◆ **Task description**: Print, in exact form, the lines below from the one containing "raw[3] = 0x34;" through the one containing "let (roc, _, _)", and omit all others.

—————

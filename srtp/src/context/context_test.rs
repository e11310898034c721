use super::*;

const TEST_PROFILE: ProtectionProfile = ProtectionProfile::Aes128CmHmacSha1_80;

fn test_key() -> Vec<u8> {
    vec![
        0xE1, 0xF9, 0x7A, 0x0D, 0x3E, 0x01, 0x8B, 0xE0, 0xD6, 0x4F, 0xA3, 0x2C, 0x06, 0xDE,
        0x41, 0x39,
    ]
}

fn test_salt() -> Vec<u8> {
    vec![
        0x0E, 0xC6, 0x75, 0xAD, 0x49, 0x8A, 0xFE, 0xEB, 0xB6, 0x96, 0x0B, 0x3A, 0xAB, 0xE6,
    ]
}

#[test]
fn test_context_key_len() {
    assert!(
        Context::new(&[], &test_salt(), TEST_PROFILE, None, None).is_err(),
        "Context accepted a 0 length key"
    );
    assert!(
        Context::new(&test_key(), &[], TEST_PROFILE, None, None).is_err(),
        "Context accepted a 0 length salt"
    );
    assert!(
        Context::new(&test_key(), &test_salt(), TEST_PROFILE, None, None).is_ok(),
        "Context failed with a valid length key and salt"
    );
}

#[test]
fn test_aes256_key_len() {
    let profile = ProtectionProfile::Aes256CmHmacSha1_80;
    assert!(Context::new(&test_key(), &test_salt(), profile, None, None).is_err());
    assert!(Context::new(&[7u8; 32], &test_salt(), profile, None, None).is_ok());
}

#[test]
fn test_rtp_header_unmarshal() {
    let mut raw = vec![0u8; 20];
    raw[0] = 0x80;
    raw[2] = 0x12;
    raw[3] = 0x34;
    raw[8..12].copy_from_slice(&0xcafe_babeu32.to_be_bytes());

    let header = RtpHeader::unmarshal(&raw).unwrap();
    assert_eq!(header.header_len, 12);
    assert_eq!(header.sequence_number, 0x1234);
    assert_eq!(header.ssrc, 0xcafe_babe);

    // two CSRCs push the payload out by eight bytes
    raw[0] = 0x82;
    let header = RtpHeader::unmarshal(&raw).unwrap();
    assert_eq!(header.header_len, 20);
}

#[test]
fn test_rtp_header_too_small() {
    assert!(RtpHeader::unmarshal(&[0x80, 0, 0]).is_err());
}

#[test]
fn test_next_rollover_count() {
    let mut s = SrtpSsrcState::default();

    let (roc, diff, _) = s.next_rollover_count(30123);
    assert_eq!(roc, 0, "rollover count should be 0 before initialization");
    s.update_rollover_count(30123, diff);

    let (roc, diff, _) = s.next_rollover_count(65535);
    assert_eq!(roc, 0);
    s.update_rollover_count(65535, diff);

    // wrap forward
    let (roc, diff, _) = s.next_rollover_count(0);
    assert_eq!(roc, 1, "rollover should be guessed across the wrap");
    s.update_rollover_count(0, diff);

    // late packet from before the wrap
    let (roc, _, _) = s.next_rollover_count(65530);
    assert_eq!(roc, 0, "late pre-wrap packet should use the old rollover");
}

—————

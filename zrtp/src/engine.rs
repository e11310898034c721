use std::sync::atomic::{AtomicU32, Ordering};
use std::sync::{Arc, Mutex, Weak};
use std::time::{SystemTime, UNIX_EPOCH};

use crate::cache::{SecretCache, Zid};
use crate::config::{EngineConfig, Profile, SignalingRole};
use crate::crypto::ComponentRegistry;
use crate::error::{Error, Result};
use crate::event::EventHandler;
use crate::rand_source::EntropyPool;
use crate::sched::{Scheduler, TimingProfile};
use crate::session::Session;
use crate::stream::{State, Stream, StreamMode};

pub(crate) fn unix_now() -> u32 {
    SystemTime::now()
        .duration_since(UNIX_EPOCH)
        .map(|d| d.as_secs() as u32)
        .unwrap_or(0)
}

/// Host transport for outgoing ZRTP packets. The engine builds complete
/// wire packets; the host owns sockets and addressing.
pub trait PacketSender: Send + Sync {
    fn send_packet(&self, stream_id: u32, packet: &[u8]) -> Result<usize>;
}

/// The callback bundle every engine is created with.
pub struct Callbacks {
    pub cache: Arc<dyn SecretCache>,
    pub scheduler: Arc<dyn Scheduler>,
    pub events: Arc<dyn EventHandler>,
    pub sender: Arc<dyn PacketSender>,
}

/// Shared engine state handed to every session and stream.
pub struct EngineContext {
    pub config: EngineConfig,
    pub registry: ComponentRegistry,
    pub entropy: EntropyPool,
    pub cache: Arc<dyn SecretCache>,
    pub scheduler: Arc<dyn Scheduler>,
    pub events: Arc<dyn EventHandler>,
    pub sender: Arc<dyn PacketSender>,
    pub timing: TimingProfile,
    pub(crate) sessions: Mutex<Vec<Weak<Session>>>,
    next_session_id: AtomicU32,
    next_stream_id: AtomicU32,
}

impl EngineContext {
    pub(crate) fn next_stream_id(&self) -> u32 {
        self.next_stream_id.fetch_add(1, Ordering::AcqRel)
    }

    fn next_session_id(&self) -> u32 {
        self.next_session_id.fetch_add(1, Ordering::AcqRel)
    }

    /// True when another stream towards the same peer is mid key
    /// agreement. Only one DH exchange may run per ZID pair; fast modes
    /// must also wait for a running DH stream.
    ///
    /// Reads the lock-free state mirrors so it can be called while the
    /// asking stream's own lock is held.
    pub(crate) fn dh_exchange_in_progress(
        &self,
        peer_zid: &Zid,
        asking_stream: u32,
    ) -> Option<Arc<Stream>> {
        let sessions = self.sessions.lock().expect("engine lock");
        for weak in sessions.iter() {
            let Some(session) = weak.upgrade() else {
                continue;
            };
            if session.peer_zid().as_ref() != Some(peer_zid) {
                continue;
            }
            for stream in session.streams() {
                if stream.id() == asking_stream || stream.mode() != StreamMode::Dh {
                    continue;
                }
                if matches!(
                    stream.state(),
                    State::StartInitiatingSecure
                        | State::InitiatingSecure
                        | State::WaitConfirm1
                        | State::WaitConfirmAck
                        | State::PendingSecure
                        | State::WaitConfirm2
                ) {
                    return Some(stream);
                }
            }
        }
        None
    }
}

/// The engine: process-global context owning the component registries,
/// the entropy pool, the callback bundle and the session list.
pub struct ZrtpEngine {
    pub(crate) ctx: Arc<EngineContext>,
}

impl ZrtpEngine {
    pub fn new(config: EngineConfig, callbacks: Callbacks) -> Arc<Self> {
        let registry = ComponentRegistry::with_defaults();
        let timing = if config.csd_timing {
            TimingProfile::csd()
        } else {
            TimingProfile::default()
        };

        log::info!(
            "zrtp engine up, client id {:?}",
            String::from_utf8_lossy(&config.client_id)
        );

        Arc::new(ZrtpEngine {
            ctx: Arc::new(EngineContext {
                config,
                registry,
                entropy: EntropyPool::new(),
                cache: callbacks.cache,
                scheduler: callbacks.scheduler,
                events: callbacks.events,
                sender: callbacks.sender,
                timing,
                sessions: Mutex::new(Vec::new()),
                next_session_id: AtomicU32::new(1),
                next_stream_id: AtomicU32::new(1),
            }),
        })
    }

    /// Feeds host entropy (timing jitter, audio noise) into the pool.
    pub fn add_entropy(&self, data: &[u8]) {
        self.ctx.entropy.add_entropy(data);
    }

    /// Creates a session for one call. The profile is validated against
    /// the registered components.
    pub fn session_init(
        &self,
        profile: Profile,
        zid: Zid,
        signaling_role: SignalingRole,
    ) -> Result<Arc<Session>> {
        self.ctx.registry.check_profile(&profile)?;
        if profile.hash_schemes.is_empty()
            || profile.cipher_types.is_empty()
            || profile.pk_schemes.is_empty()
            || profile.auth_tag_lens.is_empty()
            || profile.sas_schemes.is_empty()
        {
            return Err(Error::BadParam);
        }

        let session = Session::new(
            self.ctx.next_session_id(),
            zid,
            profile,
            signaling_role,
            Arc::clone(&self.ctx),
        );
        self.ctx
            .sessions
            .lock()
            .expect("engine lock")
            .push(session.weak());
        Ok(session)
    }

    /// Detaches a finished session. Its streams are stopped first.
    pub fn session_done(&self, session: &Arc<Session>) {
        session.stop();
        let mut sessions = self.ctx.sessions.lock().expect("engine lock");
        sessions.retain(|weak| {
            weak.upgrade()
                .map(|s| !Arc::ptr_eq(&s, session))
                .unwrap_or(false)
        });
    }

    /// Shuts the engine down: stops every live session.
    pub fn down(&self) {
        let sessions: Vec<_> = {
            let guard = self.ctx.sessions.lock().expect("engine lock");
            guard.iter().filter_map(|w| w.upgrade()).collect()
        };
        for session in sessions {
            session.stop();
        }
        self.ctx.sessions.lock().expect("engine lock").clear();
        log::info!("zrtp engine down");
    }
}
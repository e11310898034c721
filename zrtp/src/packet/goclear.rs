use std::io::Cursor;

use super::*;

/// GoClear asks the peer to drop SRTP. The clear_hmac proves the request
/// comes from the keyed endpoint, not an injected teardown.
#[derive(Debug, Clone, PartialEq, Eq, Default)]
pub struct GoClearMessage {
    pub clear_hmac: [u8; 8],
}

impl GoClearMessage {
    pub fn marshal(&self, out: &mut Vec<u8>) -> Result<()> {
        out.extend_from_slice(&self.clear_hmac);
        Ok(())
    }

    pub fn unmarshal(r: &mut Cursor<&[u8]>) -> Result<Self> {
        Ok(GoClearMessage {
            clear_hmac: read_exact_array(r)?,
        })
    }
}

—————

◆ **Reply to the task**:
    raw[3] = 0x34;
    raw[8..12].copy_from_slice(&0xcafe_babeu32.to_be_bytes());

    let header = RtpHeader::unmarshal(&raw).unwrap();
    assert_eq!(header.header_len, 12);
    assert_eq!(header.sequence_number, 0x1234);
    assert_eq!(header.ssrc, 0xcafe_babe);

    // two CSRCs push the payload out by eight bytes
    raw[0] = 0x82;
    let header = RtpHeader::unmarshal(&raw).unwrap();
    assert_eq!(header.header_len, 20);
}

#[test]
fn test_rtp_header_too_small() {
    assert!(RtpHeader::unmarshal(&[0x80, 0, 0]).is_err());
}

#[test]
fn test_next_rollover_count() {
    let mut s = SrtpSsrcState::default();

    let (roc, diff, _) = s.next_rollover_count(30123);
    assert_eq!(roc, 0, "rollover count should be 0 before initialization");
    s.update_rollover_count(30123, diff);

    let (roc, diff, _) = s.next_rollover_count(65535);
    assert_eq!(roc, 0);
    s.update_rollover_count(65535, diff);

    // wrap forward
    let (roc, diff, _) = s.next_rollover_count(0);
    assert_eq!(roc, 1, "rollover should be guessed across the wrap");
    s.update_rollover_count(0, diff);

    // late packet from before the wrap
    let (roc, _, _) = s.next_rollover_count(65530);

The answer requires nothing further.